• EXERCISE
Each line below that includes the word "struct" adds one to the count; give that count and nothing else.

[Collected data]
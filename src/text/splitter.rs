//! Record splitting.
//!
//! A block of text is a sequence of records. Each record starts at a depth-0
//! line `title: value`; every following line indented by at least one tab
//! belongs to it, with one tab removed:
//!
//! ```text
//! styling:                 -> title "styling", nested
//! 	color: rgb(1,2,3)    -> value line "color: rgb(1,2,3)"
//! 	width: 5             -> value line "width: 5"
//! description:             -> title "description", multi-line text
//! 	First paragraph.
//!
//! 	Second paragraph.
//! ```
//!
//! The splitter runs as a small line-by-line state machine: it holds the
//! record being collected plus a count of blank lines seen since the last
//! content line, which are only kept if more content follows.

use tracing::warn;

use super::line::{lines, Line};
use crate::core::{BareLinePolicy, ParseError, ParseResult};

/// One record of a block, before its value is interpreted.
#[derive(Clone, Debug, PartialEq, Eq)]
pub struct RawRecord {
    /// Text before the first `:`, trimmed.
    pub title: String,
    /// Inline value and/or continuation lines, one tab removed.
    pub value: String,
    /// The value is itself a block of records.
    pub nested: bool,
    /// The record had no `:` and was kept under [`BareLinePolicy::Tolerate`].
    pub bare: bool,
    /// 1-based line of the title.
    pub line: usize,
    /// 1-based line where `value` starts.
    pub value_line: usize,
}

struct Pending<'a> {
    title: &'a str,
    inline: &'a str,
    bare: bool,
    line: usize,
    body: Vec<&'a str>,
    body_line: usize,
}

impl<'a> Pending<'a> {
    fn finish(self) -> RawRecord {
        let nested = self.inline.is_empty() && is_record_block(&self.body);
        let (value, value_line) = match (self.inline.is_empty(), self.body.is_empty()) {
            (_, true) => (self.inline.to_string(), self.line),
            (true, false) => (self.body.join("\n"), self.body_line),
            (false, false) => (
                format!("{}\n{}", self.inline, self.body.join("\n")),
                self.line,
            ),
        };

        RawRecord {
            title: self.title.to_string(),
            value,
            nested,
            bare: self.bare,
            line: self.line,
            value_line,
        }
    }
}

/// Split normalized text into records.
///
/// `first_line` is the source line number of the first line of `text`.
pub fn split(text: &str, first_line: usize, policy: BareLinePolicy) -> ParseResult<Vec<RawRecord>> {
    let mut records = Vec::new();
    let mut current: Option<Pending<'_>> = None;
    let mut blanks = 0usize;

    for line in lines(text, first_line) {
        if line.is_blank() {
            blanks += 1;
            continue;
        }

        if line.depth == 0 {
            if let Some(done) = current.take() {
                records.push(done.finish());
            }
            blanks = 0;
            current = Some(open(&line, policy)?);
            continue;
        }

        match current.as_mut() {
            Some(pending) => {
                if pending.body.is_empty() {
                    pending.body_line = line.number;
                } else {
                    pending.body.extend(std::iter::repeat("").take(blanks));
                }
                blanks = 0;
                pending.body.push(line.outdented());
            }
            None => match policy {
                BareLinePolicy::Reject => {
                    return Err(ParseError::OrphanIndent {
                        line: line.number,
                        text: line.raw.trim().to_string(),
                    });
                }
                BareLinePolicy::Tolerate => {
                    warn!(line = line.number, "dropping indented line with no owning record");
                }
            },
        }
    }

    if let Some(done) = current.take() {
        records.push(done.finish());
    }
    Ok(records)
}

fn open<'a>(line: &Line<'a>, policy: BareLinePolicy) -> ParseResult<Pending<'a>> {
    let body = line.body();
    match line.separator() {
        Some(at) => Ok(Pending {
            title: body[..at].trim(),
            inline: body[at + 1..].trim(),
            bare: false,
            line: line.number,
            body: Vec::new(),
            body_line: line.number + 1,
        }),
        None => match policy {
            BareLinePolicy::Reject => Err(ParseError::MissingSeparator {
                line: line.number,
                text: body.trim().to_string(),
            }),
            BareLinePolicy::Tolerate => {
                warn!(line = line.number, token = body.trim(), "keeping line without separator as a bare record");
                Ok(Pending {
                    title: body.trim(),
                    inline: "",
                    bare: true,
                    line: line.number,
                    body: Vec::new(),
                    body_line: line.number + 1,
                })
            }
        },
    }
}

/// Check if de-indented continuation lines form a block of records.
///
/// The first content line must sit at depth 0 and every depth-0 line must
/// contain a separator. Anything else (paragraphs of prose, lists) is a
/// multi-line scalar.
///
/// A single line of prose that contains a `:` cannot be told apart from a
/// one-record block and is read as a block: `description:` followed by
/// `\tNote: draft` decodes to a map with key `Note`.
#[must_use]
pub fn is_record_block(body: &[&str]) -> bool {
    let mut content = body
        .iter()
        .enumerate()
        .map(|(i, raw)| Line::new(i + 1, raw))
        .filter(|l| !l.is_blank())
        .peekable();

    match content.peek() {
        Some(first) if first.depth == 0 => {}
        _ => return false,
    }
    content.filter(|l| l.depth == 0).all(|l| l.opens_record())
}

#[cfg(test)]
mod tests {
    use super::*;

    fn split_ok(text: &str) -> Vec<RawRecord> {
        split(text, 1, BareLinePolicy::Reject).unwrap()
    }

    #[test]
    fn test_flat_records() {
        let records = split_ok("game: magic\nstylesheet: m15\n");
        assert_eq!(records.len(), 2);
        assert_eq!(records[0].title, "game");
        assert_eq!(records[0].value, "magic");
        assert!(!records[0].nested);
        assert_eq!(records[1].line, 2);
    }

    #[test]
    fn test_value_keeps_later_colons() {
        let records = split_ok("rule text: T: Add G.");
        assert_eq!(records[0].title, "rule text");
        assert_eq!(records[0].value, "T: Add G.");
    }

    #[test]
    fn test_nested_block() {
        let records = split_ok("styling:\n\tcolor: rgb(1,2,3)\n\twidth: 5\nnext: 1");
        assert_eq!(records.len(), 2);
        assert!(records[0].nested);
        assert_eq!(records[0].value, "color: rgb(1,2,3)\nwidth: 5");
        assert_eq!(records[0].value_line, 2);
        assert_eq!(records[1].title, "next");
    }

    #[test]
    fn test_multiline_text_keeps_inner_blank_lines() {
        let text = "description:\n\tFirst paragraph.\n\n\tSecond paragraph.\n\n\ngame: magic";
        let records = split_ok(text);
        assert_eq!(records.len(), 2);
        assert!(!records[0].nested);
        assert_eq!(records[0].value, "First paragraph.\n\nSecond paragraph.");
        assert_eq!(records[1].line, 7);
    }

    #[test]
    fn test_deeper_lines_keep_extra_tabs() {
        let records = split_ok("set info:\n\tsymbol:\n\t\tpart: a\n\ttitle: x");
        assert!(records[0].nested);
        assert_eq!(records[0].value, "symbol:\n\tpart: a\ntitle: x");
    }

    #[test]
    fn test_inline_value_with_continuation_is_scalar() {
        let records = split_ok("notes: first\n\tsecond: line");
        assert!(!records[0].nested);
        assert_eq!(records[0].value, "first\nsecond: line");
    }

    #[test]
    fn test_missing_separator_rejected() {
        let err = split("game: magic\nnonsense", 1, BareLinePolicy::Reject).unwrap_err();
        assert_eq!(
            err,
            ParseError::MissingSeparator {
                line: 2,
                text: "nonsense".into()
            }
        );
    }

    #[test]
    fn test_missing_separator_tolerated() {
        let records = split("game: magic\nnonsense\n\tchild", 1, BareLinePolicy::Tolerate).unwrap();
        assert_eq!(records.len(), 2);
        assert!(records[1].bare);
        assert_eq!(records[1].title, "nonsense");
        assert_eq!(records[1].value, "child");
    }

    #[test]
    fn test_orphan_indent() {
        let err = split("\tchild: 1\ngame: magic", 5, BareLinePolicy::Reject).unwrap_err();
        assert!(matches!(err, ParseError::OrphanIndent { line: 5, .. }));

        let records = split("\tchild: 1\ngame: magic", 5, BareLinePolicy::Tolerate).unwrap();
        assert_eq!(records.len(), 1);
        assert_eq!(records[0].line, 6);
    }

    #[test]
    fn test_is_record_block() {
        assert!(is_record_block(&["a: 1", "\tdeep", "b: 2"]));
        assert!(is_record_block(&["", "a:", "\tb: 1"]));
        assert!(!is_record_block(&["A paragraph.", "", "Another: one"]));
        assert!(!is_record_block(&["\ta: 1", "b: 2"]));
        assert!(!is_record_block(&[]));
        assert!(!is_record_block(&["", ""]));
    }

    #[test]
    fn test_single_line_prose_with_colon_is_a_block() {
        assert!(is_record_block(&["Note: this set is a draft."]));

        let records = split_ok("description:\n\tNote: this set is a draft.");
        assert!(records[0].nested);
        assert_eq!(records[0].value, "Note: this set is a draft.");
    }
}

• TASK OUTPUT
2